I am working on version 3.1.2 currently. I've tried plugging my emissive map into the correct BSDF input. There are no other nodes involved, just Emissive Texture color output to Emissive BSDF input. It looks good in the viewport, but doesn't save when exported. I've tried doing a "workaround" that I've seen a lot online where an emissive map is plugged into an Emission Shader node, and added to the BSDF node before being plugged into the Material Output. Still nothing. I've tried making the emissive a flat value to see if that will be read by Unreal. No dice. I've even tried downloading the Nvidia Omniverse plugin for Blender to see if that helps and it made it even worse. Plugging all of my textures into the correct texture inputs in the OMNI PBR material graph meant that only the diffuse map would be saved into the textures folder, and in Unreal, would be plugged into the inputs for each texture map.

I know that emissive textures can be saved to USDs, because I can export assets from Unreal with their materials and emissive textures as USDs. When reimported, their emissive textures will be plugged into the correct input on the USD Preview Surface instance. For whatever reason, it just doesn't work coming out of Blender. I would just create my USDs this way but exporting a USD from Unreal means that it creates a gross file structure where all objects and materials are all USDs that are read by one hierarchical USD that describes the whole scene.

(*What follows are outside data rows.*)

use std::sync::Arc;

use rust_decimal::Decimal;
use serde::Serialize;
use uuid::Uuid;

use super::income::{BankIncomeRecorder, IncomeEntry};
use crate::{
    db::{
        income::{IncomeKind, SourceKind},
        tx::{EntryCategory, TransactionRecord, TransactionType},
        LedgerStore,
    },
    error::LedgerResult,
};

#[derive(Debug, Clone, PartialEq, Serialize)]
#[serde(rename_all = "camelCase")]
pub struct Discrepancy {
    pub request_id: Uuid,
    pub account_id: Uuid,
    /// Net charge according to the transaction journal.
    pub expected: Decimal,
    /// Net withdrawal-charge income booked for the request.
    pub recorded: Decimal,
    pub repaired: bool,
}

#[derive(Debug, Clone, Default, PartialEq, Serialize)]
#[serde(rename_all = "camelCase")]
pub struct ReconciliationReport {
    pub checked: usize,
    pub discrepancies: Vec<Discrepancy>,
    pub repaired: usize,
}

/// Net fee actually kept on a request: charge debits minus charge refunds.
pub fn net_charge(records: &[TransactionRecord]) -> Decimal {
    records
        .iter()
        .filter(|r| r.category == EntryCategory::Charge)
        .map(|r| match r.transaction_type {
            TransactionType::Deposit => -r.amount,
            TransactionType::Withdrawal | TransactionType::Transfer => r.amount,
        })
        .sum()
}

/// Compares withdrawal-charge income against the committed transaction
/// journal. Income is booked after the ledger commits, so a failed write
/// shows up here as a request whose journal and income disagree.
#[derive(Clone)]
pub struct IncomeReconciler {
    store: Arc<dyn LedgerStore>,
    income: BankIncomeRecorder,
}

impl IncomeReconciler {
    pub fn new(store: Arc<dyn LedgerStore>, income: BankIncomeRecorder) -> Self {
        Self { store, income }
    }

    /// With `repair`, appends a correcting record for each difference.
    pub async fn run(&self, repair: bool) -> LedgerResult<ReconciliationReport> {
        let requests = self.store.approved_withdrawals().await?;
        let mut report = ReconciliationReport {
            checked: requests.len(),
            ..ReconciliationReport::default()
        };

        for request in requests {
            let journal = self.store.transactions_for_request(request.id).await?;
            let expected = net_charge(&journal);
            let recorded = self.income.net_for_source(request.id).await?;
            if expected == recorded {
                continue;
            }

            tracing::warn!(
                request_id = %request.id,
                %expected,
                %recorded,
                "withdrawal charge income out of balance"
            );
            let mut discrepancy = Discrepancy {
                request_id: request.id,
                account_id: request.account_id,
                expected,
                recorded,
                repaired: false,
            };
            if repair {
                let customer_id = self
                    .store
                    .find_account(request.account_id)
                    .await?
                    .map(|a| a.customer_id);
                let mut entry = IncomeEntry::new(
                    IncomeKind::WithdrawalCharge,
                    expected - recorded,
                    request.id,
                    SourceKind::Reconciliation,
                );
                entry.account_id = Some(request.account_id);
                entry.customer_id = customer_id;
                self.income.record(entry).await?;
                discrepancy.repaired = true;
                report.repaired += 1;
            }
            report.discrepancies.push(discrepancy);
        }

        tracing::info!(
            checked = report.checked,
            discrepancies = report.discrepancies.len(),
            repaired = report.repaired,
            "income reconciliation finished"
        );
        Ok(report)
    }
}

#[cfg(test)]
mod tests {
    use super::*;
    use rust_decimal_macros::dec;

    fn charge(kind: TransactionType, amount: Decimal) -> TransactionRecord {
        TransactionRecord::completed(
            Uuid::new_v4(),
            amount,
            kind,
            EntryCategory::Charge,
            "withdrawal charge",
            "CHG-1",
            None,
        )
    }

    #[test]
    fn refunded_charge_nets_to_zero() {
        let journal = [
            charge(TransactionType::Withdrawal, dec!(5)),
            charge(TransactionType::Deposit, dec!(5)),
        ];
        assert_eq!(net_charge(&journal), Decimal::ZERO);
    }

    #[test]
    fn principal_records_are_ignored() {
        let principal = TransactionRecord::completed(
            Uuid::new_v4(),
            dec!(30),
            TransactionType::Withdrawal,
            EntryCategory::Principal,
            "cash",
            "WR-1",
            None,
        );
        assert_eq!(net_charge(&[principal, charge(TransactionType::Withdrawal, dec!(5))]), dec!(5));
    }
}
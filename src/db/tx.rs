use std::{fmt, str::FromStr};

use chrono::{DateTime, Utc};
use rust_decimal::Decimal;
use serde::{Deserialize, Serialize};
use uuid::Uuid;

use super::error::StoreError;

/// Immutable ledger fact. Written once, never updated or deleted.
#[derive(Debug, Clone, PartialEq, Serialize, Deserialize)]
#[serde(rename_all = "camelCase")]
pub struct TransactionRecord {
    pub id: Uuid,
    pub account_id: Uuid,
    pub amount: Decimal,
    pub transaction_type: TransactionType,
    pub category: EntryCategory,
    pub status: TransactionStatus,
    pub reference_id: String,
    pub description: String,
    pub request_id: Option<Uuid>,
    pub created_at: DateTime<Utc>,
}

impl TransactionRecord {
    pub fn completed(
        account_id: Uuid,
        amount: Decimal,
        transaction_type: TransactionType,
        category: EntryCategory,
        description: impl Into<String>,
        reference_id: impl Into<String>,
        request_id: Option<Uuid>,
    ) -> Self {
        Self {
            id: Uuid::new_v4(),
            account_id,
            amount,
            transaction_type,
            category,
            status: TransactionStatus::Completed,
            reference_id: reference_id.into(),
            description: description.into(),
            request_id,
            created_at: Utc::now(),
        }
    }

    /// Balance effect of this record: deposits credit, everything else debits.
    pub fn signed_amount(&self) -> Decimal {
        match self.transaction_type {
            TransactionType::Deposit => self.amount,
            TransactionType::Withdrawal | TransactionType::Transfer => -self.amount,
        }
    }
}

#[derive(Debug, Clone, Copy, PartialEq, Eq, Serialize, Deserialize)]
#[serde(rename_all = "lowercase")]
pub enum TransactionType {
    Deposit,
    Withdrawal,
    Transfer,
}

impl TransactionType {
    pub fn as_str(&self) -> &'static str {
        match self {
            Self::Deposit => "deposit",
            Self::Withdrawal => "withdrawal",
            Self::Transfer => "transfer",
        }
    }
}

impl FromStr for TransactionType {
    type Err = StoreError;

    fn from_str(s: &str) -> Result<Self, Self::Err> {
        match s {
            "deposit" => Ok(Self::Deposit),
            "withdrawal" => Ok(Self::Withdrawal),
            "transfer" => Ok(Self::Transfer),
            other => Err(StoreError::invalid_enum("transaction_type", other)),
        }
    }
}

impl fmt::Display for TransactionType {
    fn fmt(&self, f: &mut fmt::Formatter<'_>) -> fmt::Result {
        f.write_str(self.as_str())
    }
}

/// Whether a record moves the requested principal or the fee charged on top of it.
#[derive(Debug, Clone, Copy, PartialEq, Eq, Serialize, Deserialize)]
#[serde(rename_all = "lowercase")]
pub enum EntryCategory {
    Principal,
    Charge,
}

impl EntryCategory {
    pub fn as_str(&self) -> &'static str {
        match self {
            Self::Principal => "principal",
            Self::Charge => "charge",
        }
    }
}

impl FromStr for EntryCategory {
    type Err = StoreError;

    fn from_str(s: &str) -> Result<Self, Self::Err> {
        match s {
            "principal" => Ok(Self::Principal),
            "charge" => Ok(Self::Charge),
            other => Err(StoreError::invalid_enum("category", other)),
        }
    }
}

#[derive(Debug, Clone, Copy, PartialEq, Eq, Serialize, Deserialize)]
#[serde(rename_all = "lowercase")]
pub enum TransactionStatus {
    Pending,
    Completed,
    Failed,
}

impl TransactionStatus {
    pub fn as_str(&self) -> &'static str {
        match self {
            Self::Pending => "pending",
            Self::Completed => "completed",
            Self::Failed => "failed",
        }
    }
}

impl FromStr for TransactionStatus {
    type Err = StoreError;

    fn from_str(s: &str) -> Result<Self, Self::Err> {
        match s {
            "pending" => Ok(Self::Pending),
            "completed" => Ok(Self::Completed),
            "failed" => Ok(Self::Failed),
            other => Err(StoreError::invalid_enum("status", other)),
        }
    }
}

My other issue is that when I bring USDs from Blender into Unreal, it doesn't automatically set the correct compression settings on normal maps. This means that they're being read as sRGB rather than RGB by the engine, which totally breaks them. I've tried setting the normal texture input nodes in Blender to non-color and raw before exporting as USD, but it doesn't seem to make a difference. I've also tried editing the UE5 USD Plugin material to include a function to convert sRGB to RGB but it didn't work at all. I'm also going to post about this issue on the UE forum just to see what I can find.

Let me know if anyone has had this issue, or if there's a workaround. Thanks!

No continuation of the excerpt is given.